-- RECORDS FOR PROCESSING follows --
//! Program bytecode format
//!
//! A linked program is a list of variable-length instructions.  Each
//! instruction is identified by its [`Address`] (an index into the program's
//! address table, which stores the instruction's byte offset) and is encoded
//! as a little-endian `u16` [`OpType`] followed by a packed argument record
//! (see [`args`]).
//!
//! Address 0 is always the reserved [`OpType::None`] instruction, which is
//! also how missing children are encoded.
//!
//! The format is **not stable**; it may change without notice.  Interpreters
//! in other languages should check themselves against [`iter_ops`], which
//! associates opcode integers with their names.
pub mod args;

use crate::graph::DataType;
use serde::{Deserialize, Serialize};
use static_assertions::assert_eq_size;

/// Address of an instruction in a linked program
#[derive(
    Copy,
    Clone,
    Debug,
    Default,
    Hash,
    Eq,
    PartialEq,
    Ord,
    PartialOrd,
    Serialize,
    Deserialize,
)]
pub struct Address(pub u32);

assert_eq_size!(Address, u32);

impl Address {
    /// The reserved null instruction
    pub const NULL: Address = Address(0);

    /// Checks whether this is the null address
    pub fn is_null(self) -> bool {
        self == Self::NULL
    }

    /// Returns the address as an index into the address table
    pub fn index(self) -> usize {
        self.0 as usize
    }
}

impl std::fmt::Display for Address {
    fn fmt(&self, f: &mut std::fmt::Formatter<'_>) -> std::fmt::Result {
        write!(f, "@{}", self.0)
    }
}

/// Instruction opcode
///
/// Opcodes are prefixed by the type of data they produce: `Bo` (bool), `Nu`
/// (int), `Sc` (scalar), `Co` (color), `St` (string), `Ma` (matrix), `Pr`
/// (projector), `Im` (image), `Me` (mesh), `La` (layout), `In` (instance), and
/// `Ed` (extension data).
#[derive(
    Copy,
    Clone,
    Debug,
    Hash,
    Eq,
    PartialEq,
    Serialize,
    Deserialize,
    strum::FromRepr,
    strum::EnumIter,
    strum::IntoStaticStr,
)]
#[repr(u16)]
#[allow(missing_docs)]
pub enum OpType {
    None = 0,

    BoConstant,
    NuConstant,
    ScConstant,
    CoConstant,
    StConstant,
    MaConstant,
    PrConstant,
    ImConstant,
    MeConstant,
    LaConstant,
    EdConstant,

    BoParameter,
    NuParameter,
    ScParameter,
    CoParameter,
    StParameter,
    MaParameter,
    PrParameter,
    ImParameter,
    MeParameter,

    BoConditional,
    NuConditional,
    ScConditional,
    CoConditional,
    StConditional,
    MaConditional,
    PrConditional,
    ImConditional,
    MeConditional,
    LaConditional,
    InConditional,
    EdConditional,

    BoSwitch,
    NuSwitch,
    ScSwitch,
    CoSwitch,
    StSwitch,
    MaSwitch,
    PrSwitch,
    ImSwitch,
    MeSwitch,
    LaSwitch,
    InSwitch,
    EdSwitch,

    BoAnd,
    BoOr,
    BoNot,
    BoEqualIntConst,

    NuArithmetic,
    ScArithmetic,
    CoArithmetic,
    ScCurve,
    CoFromScalars,
    CoSampleImage,

    ImMipmap,
    ImPixelFormat,
    ImResize,
    ImResizeLike,
    ImLayer,
    ImLayerColor,
    ImPlainColor,
    ImCompose,
    ImInterpolate,
    ImSwizzle,
    ImDisplace,
    ImCrop,

    MeMorph,
    MeMerge,
    MeMaskClip,
    MeClipShape,
    MeRemoveMask,
    MeFormat,
    MeTransform,
    MeExtractLayoutBlocks,
    MeAddTags,
    MeApplyLayout,
    MeApplyPose,
    MeSetSkeleton,
    MeProject,

    LaPack,
    LaMerge,
    LaFromMesh,
    LaRemoveBlocks,

    InAddComponent,
    InAddSurface,
    InAddMesh,
    InAddImage,
    InAddVector,
    InAddScalar,
    InAddString,
    InAddExtensionData,
    InAddLod,
}

impl OpType {
    /// Returns the constant opcode for the given type
    ///
    /// # Panics
    /// If the type has no constant opcode
    pub fn constant(ty: DataType) -> Self {
        match ty {
            DataType::Bool => OpType::BoConstant,
            DataType::Int => OpType::NuConstant,
            DataType::Scalar => OpType::ScConstant,
            DataType::Color => OpType::CoConstant,
            DataType::String => OpType::StConstant,
            DataType::Matrix => OpType::MaConstant,
            DataType::Projector => OpType::PrConstant,
            DataType::Image => OpType::ImConstant,
            DataType::Mesh => OpType::MeConstant,
            DataType::Layout => OpType::LaConstant,
            DataType::ExtensionData => OpType::EdConstant,
            ty => panic!("no constant opcode for {ty:?}"),
        }
    }

    /// Returns the parameter opcode for the given type
    ///
    /// # Panics
    /// If the type can't be a parameter
    pub fn parameter(ty: DataType) -> Self {
        match ty {
            DataType::Bool => OpType::BoParameter,
            DataType::Int => OpType::NuParameter,
            DataType::Scalar => OpType::ScParameter,
            DataType::Color => OpType::CoParameter,
            DataType::String => OpType::StParameter,
            DataType::Matrix => OpType::MaParameter,
            DataType::Projector => OpType::PrParameter,
            DataType::Image => OpType::ImParameter,
            DataType::Mesh => OpType::MeParameter,
            ty => panic!("no parameter opcode for {ty:?}"),
        }
    }

    /// Returns the conditional opcode for the given type
    ///
    /// # Panics
    /// If the type is [`DataType::None`]
    pub fn conditional(ty: DataType) -> Self {
        match ty {
            DataType::Bool => OpType::BoConditional,
            DataType::Int => OpType::NuConditional,
            DataType::Scalar => OpType::ScConditional,
            DataType::Color => OpType::CoConditional,
            DataType::String => OpType::StConditional,
            DataType::Matrix => OpType::MaConditional,
            DataType::Projector => OpType::PrConditional,
            DataType::Image => OpType::ImConditional,
            DataType::Mesh => OpType::MeConditional,
            DataType::Layout => OpType::LaConditional,
            DataType::Instance => OpType::InConditional,
            DataType::ExtensionData => OpType::EdConditional,
            DataType::None => panic!("no conditional opcode for {ty:?}"),
        }
    }

    /// Returns the switch opcode for the given type
    ///
    /// # Panics
    /// If the type is [`DataType::None`]
    pub fn switch(ty: DataType) -> Self {
        match ty {
            DataType::Bool => OpType::BoSwitch,
            DataType::Int => OpType::NuSwitch,
            DataType::Scalar => OpType::ScSwitch,
            DataType::Color => OpType::CoSwitch,
            DataType::String => OpType::StSwitch,
            DataType::Matrix => OpType::MaSwitch,
            DataType::Projector => OpType::PrSwitch,
            DataType::Image => OpType::ImSwitch,
            DataType::Mesh => OpType::MeSwitch,
            DataType::Layout => OpType::LaSwitch,
            DataType::Instance => OpType::InSwitch,
            DataType::ExtensionData => OpType::EdSwitch,
            DataType::None => panic!("no switch opcode for {ty:?}"),
        }
    }

    /// Returns the arithmetic opcode for the given type
    ///
    /// # Panics
    /// If the type doesn't support arithmetic
    pub fn arithmetic(ty: DataType) -> Self {
        match ty {
            DataType::Int => OpType::NuArithmetic,
            DataType::Scalar => OpType::ScArithmetic,
            DataType::Color => OpType::CoArithmetic,
            ty => panic!("no arithmetic opcode for {ty:?}"),
        }
    }

    /// Returns the type of data produced by this opcode
    pub fn data_type(self) -> DataType {
        let name: &'static str = self.into();
        match name.get(..2) {
            Some("Bo") => DataType::Bool,
            Some("Nu") => DataType::Int,
            Some("Sc") => DataType::Scalar,
            Some("Co") => DataType::Color,
            Some("St") => DataType::String,
            Some("Ma") => DataType::Matrix,
            Some("Pr") => DataType::Projector,
            Some("Im") => DataType::Image,
            Some("Me") => DataType::Mesh,
            Some("La") => DataType::Layout,
            Some("In") => DataType::Instance,
            Some("Ed") => DataType::ExtensionData,
            _ => DataType::None,
        }
    }
}

/// Iterates over opcode `(names, value)` tuples, with names in `CamelCase`
///
/// This is a helper function for defining constants in an external evaluator.
pub fn iter_ops<'a>() -> impl Iterator<Item = (&'a str, u16)> {
    use strum::IntoEnumIterator;

    OpType::iter().map(|op| {
        let s: &'static str = op.into();
        (s, op as u16)
    })
}

////////////////////////////////////////////////////////////////////////////////

/// Append-only little-endian byte cursor
pub struct ByteWriter<'a> {
    out: &'a mut Vec<u8>,
}

impl<'a> ByteWriter<'a> {
    /// Builds a writer that appends to an existing buffer
    pub fn new(out: &'a mut Vec<u8>) -> Self {
        Self { out }
    }

    /// Appends raw bytes
    pub fn bytes(&mut self, b: &[u8]) {
        self.out.extend_from_slice(b);
    }

    /// Appends a packed value
    pub fn put<T: Packed>(&mut self, v: &T) {
        v.write(self);
    }
}

/// Little-endian byte cursor over a slice
///
/// Reading past the end of the slice panics, because it indicates a mismatch
/// between an opcode and its argument record.
pub struct ByteReader<'a> {
    data: &'a [u8],
    pos: usize,
}

impl<'a> ByteReader<'a> {
    /// Builds a reader starting at the given byte offset
    pub fn new(data: &'a [u8], pos: usize) -> Self {
        Self { data, pos }
    }

    /// Returns the current byte offset
    pub fn pos(&self) -> usize {
        self.pos
    }

    /// Reads a fixed number of raw bytes
    ///
    /// # Panics
    /// If there aren't enough bytes left
    pub fn bytes<const N: usize>(&mut self) -> [u8; N] {
        let end = self.pos + N;
        assert!(end <= self.data.len(), "read past the end of the bytecode");
        let mut out = [0u8; N];
        out.copy_from_slice(&self.data[self.pos..end]);
        self.pos = end;
        out
    }

    /// Reads a packed value
    pub fn get<T: Packed>(&mut self) -> T {
        T::read(self)
    }
}

/// A value with a fixed-size little-endian byte representation
pub trait Packed: Sized {
    /// Size in bytes of the packed representation
    const SIZE: usize;
    /// Appends the packed representation
    fn write(&self, w: &mut ByteWriter);
    /// Reads a value from its packed representation
    fn read(r: &mut ByteReader) -> Self;
}

macro_rules! packed_int {
    ($($t:ty),*) => {
        $(
        impl Packed for $t {
            const SIZE: usize = std::mem::size_of::<$t>();
            fn write(&self, w: &mut ByteWriter) {
                w.bytes(&self.to_le_bytes());
            }
            fn read(r: &mut ByteReader) -> Self {
                <$t>::from_le_bytes(r.bytes())
            }
        }
        )*
    };
}
packed_int!(u8, u16, u32, i32, f32);

impl Packed for bool {
    const SIZE: usize = 1;
    fn write(&self, w: &mut ByteWriter) {
        w.put(&u8::from(*self));
    }
    fn read(r: &mut ByteReader) -> Self {
        r.get::<u8>() != 0
    }
}

impl Packed for Address {
    const SIZE: usize = 4;
    fn write(&self, w: &mut ByteWriter) {
        w.put(&self.0);
    }
    fn read(r: &mut ByteReader) -> Self {
        Address(r.get())
    }
}

impl<T: Packed, const N: usize> Packed for [T; N] {
    const SIZE: usize = T::SIZE * N;
    fn write(&self, w: &mut ByteWriter) {
        self.iter().for_each(|v| v.write(w));
    }
    fn read(r: &mut ByteReader) -> Self {
        std::array::from_fn(|_| T::read(r))
    }
}

#[cfg(test)]
mod test {
    use super::*;

    #[test]
    fn opcode_names() {
        let ops = iter_ops().collect::<Vec<_>>();
        assert_eq!(ops[0], ("None", 0));
        for (i, (_, v)) in ops.iter().enumerate() {
            assert_eq!(*v as usize, i);
        }
        assert_eq!(OpType::ImConditional.data_type(), DataType::Image);
        assert_eq!(OpType::InAddLod.data_type(), DataType::Instance);
        assert_eq!(OpType::None.data_type(), DataType::None);
    }

    #[test]
    fn typed_opcodes() {
        use strum::IntoEnumIterator;
        for ty in DataType::iter().filter(|t| *t != DataType::None) {
            assert_eq!(OpType::conditional(ty).data_type(), ty);
            assert_eq!(OpType::switch(ty).data_type(), ty);
        }
    }

    #[test]
    fn cursor() {
        let mut buf = vec![0xAA];
        let mut w = ByteWriter::new(&mut buf);
        w.put(&0x1234u16);
        w.put(&-1i32);
        w.put(&1.5f32);
        w.put(&true);
        w.put(&[Address(7), Address::NULL]);
        assert_eq!(buf.len(), 1 + 2 + 4 + 4 + 1 + 8);
        assert_eq!(buf[1..3], [0x34, 0x12]);

        let mut r = ByteReader::new(&buf, 1);
        assert_eq!(r.get::<u16>(), 0x1234);
        assert_eq!(r.get::<i32>(), -1);
        assert_eq!(r.get::<f32>(), 1.5);
        assert!(r.get::<bool>());
        assert_eq!(r.get::<[Address; 2]>(), [Address(7), Address::NULL]);
        assert_eq!(r.pos(), buf.len());
    }

    #[test]
    #[should_panic]
    fn read_past_end() {
        let buf = [1u8, 2];
        ByteReader::new(&buf, 0).get::<u32>();
    }
}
-- RECORDS FOR PROCESSING concluded --
*WORK ORDER*: Check each line above for the string "EdConstant" and return those that contain it.

*OUTPUT FOR THIS EXERCISE*:
    EdConstant,
            DataType::ExtensionData => OpType::EdConstant,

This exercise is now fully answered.